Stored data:
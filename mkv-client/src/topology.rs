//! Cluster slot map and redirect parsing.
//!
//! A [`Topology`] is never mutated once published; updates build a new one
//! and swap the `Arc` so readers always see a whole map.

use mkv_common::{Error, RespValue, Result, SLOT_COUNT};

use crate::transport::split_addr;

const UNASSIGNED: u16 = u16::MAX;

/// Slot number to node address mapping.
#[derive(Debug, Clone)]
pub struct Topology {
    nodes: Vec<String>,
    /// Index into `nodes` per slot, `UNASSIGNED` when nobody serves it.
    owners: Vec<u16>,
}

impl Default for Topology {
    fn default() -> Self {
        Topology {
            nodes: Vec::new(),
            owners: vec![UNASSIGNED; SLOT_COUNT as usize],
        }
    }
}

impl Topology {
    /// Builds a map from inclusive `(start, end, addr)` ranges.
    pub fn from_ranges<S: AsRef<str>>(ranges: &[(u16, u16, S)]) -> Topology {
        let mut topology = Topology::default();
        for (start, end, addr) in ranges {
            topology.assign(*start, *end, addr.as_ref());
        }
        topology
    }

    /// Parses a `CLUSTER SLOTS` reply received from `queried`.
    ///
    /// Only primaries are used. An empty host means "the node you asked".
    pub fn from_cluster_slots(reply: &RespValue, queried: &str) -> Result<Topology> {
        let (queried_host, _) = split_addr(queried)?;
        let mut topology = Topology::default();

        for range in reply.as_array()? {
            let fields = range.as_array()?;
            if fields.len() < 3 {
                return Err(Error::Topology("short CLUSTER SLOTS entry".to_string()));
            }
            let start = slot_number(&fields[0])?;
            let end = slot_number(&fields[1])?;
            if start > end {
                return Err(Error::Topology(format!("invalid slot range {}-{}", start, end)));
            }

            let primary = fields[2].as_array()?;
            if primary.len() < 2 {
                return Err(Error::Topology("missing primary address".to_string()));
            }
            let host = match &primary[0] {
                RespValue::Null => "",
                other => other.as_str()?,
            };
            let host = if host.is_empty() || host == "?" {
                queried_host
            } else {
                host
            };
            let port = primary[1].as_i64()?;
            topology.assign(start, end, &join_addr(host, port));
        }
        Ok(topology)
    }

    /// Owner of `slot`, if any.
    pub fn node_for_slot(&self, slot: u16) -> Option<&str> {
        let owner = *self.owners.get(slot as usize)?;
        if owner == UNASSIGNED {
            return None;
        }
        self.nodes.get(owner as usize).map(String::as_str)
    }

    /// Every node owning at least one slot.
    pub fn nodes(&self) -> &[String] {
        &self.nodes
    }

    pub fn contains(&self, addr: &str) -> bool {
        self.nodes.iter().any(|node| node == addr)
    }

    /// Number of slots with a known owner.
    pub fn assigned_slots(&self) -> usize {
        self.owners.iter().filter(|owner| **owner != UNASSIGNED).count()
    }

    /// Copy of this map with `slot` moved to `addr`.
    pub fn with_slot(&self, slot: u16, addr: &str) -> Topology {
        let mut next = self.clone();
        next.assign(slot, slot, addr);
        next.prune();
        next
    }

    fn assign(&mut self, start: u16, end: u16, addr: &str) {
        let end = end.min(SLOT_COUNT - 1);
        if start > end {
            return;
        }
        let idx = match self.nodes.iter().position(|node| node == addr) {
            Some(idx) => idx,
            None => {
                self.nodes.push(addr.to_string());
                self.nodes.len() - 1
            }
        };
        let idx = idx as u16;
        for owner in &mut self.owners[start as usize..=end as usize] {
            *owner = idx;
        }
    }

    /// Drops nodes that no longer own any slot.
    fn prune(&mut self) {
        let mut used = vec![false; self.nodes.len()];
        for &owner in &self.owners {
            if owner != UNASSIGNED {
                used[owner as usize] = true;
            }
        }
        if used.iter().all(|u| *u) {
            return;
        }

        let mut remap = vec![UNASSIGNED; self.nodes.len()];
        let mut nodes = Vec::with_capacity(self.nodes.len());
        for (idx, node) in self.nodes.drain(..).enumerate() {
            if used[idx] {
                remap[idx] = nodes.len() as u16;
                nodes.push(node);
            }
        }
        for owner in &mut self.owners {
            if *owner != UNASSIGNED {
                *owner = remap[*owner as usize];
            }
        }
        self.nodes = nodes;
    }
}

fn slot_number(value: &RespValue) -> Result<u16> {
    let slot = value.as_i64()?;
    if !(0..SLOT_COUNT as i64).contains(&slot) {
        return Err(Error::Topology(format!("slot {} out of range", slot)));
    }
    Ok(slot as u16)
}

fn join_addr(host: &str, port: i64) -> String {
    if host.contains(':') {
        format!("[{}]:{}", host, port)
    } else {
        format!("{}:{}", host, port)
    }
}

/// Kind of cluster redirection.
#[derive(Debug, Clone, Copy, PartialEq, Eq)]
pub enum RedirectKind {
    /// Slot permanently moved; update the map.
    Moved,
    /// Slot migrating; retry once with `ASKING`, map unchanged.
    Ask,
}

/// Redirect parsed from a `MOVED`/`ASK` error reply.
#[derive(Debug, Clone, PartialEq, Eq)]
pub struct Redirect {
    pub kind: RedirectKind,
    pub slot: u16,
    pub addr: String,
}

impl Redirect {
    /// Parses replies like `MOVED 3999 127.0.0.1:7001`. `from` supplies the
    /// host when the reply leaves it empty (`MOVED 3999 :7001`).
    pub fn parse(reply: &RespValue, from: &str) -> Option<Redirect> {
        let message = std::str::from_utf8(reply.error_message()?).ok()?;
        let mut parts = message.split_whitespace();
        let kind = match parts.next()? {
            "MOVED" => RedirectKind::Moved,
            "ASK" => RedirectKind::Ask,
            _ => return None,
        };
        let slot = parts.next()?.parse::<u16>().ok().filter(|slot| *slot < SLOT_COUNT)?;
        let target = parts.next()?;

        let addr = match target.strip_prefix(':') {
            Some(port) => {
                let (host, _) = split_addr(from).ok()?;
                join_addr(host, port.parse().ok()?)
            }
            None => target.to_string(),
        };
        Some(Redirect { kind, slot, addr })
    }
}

Exercise description: What lines in the entries above include the string "UNASSIGNED"? Return each one.

Output for this exercise:
const UNASSIGNED: u16 = u16::MAX;
    /// Index into `nodes` per slot, `UNASSIGNED` when nobody serves it.
            owners: vec![UNASSIGNED; SLOT_COUNT as usize],
        if owner == UNASSIGNED {
        self.owners.iter().filter(|owner| **owner != UNASSIGNED).count()
            if owner != UNASSIGNED {
        let mut remap = vec![UNASSIGNED; self.nodes.len()];
            if *owner != UNASSIGNED {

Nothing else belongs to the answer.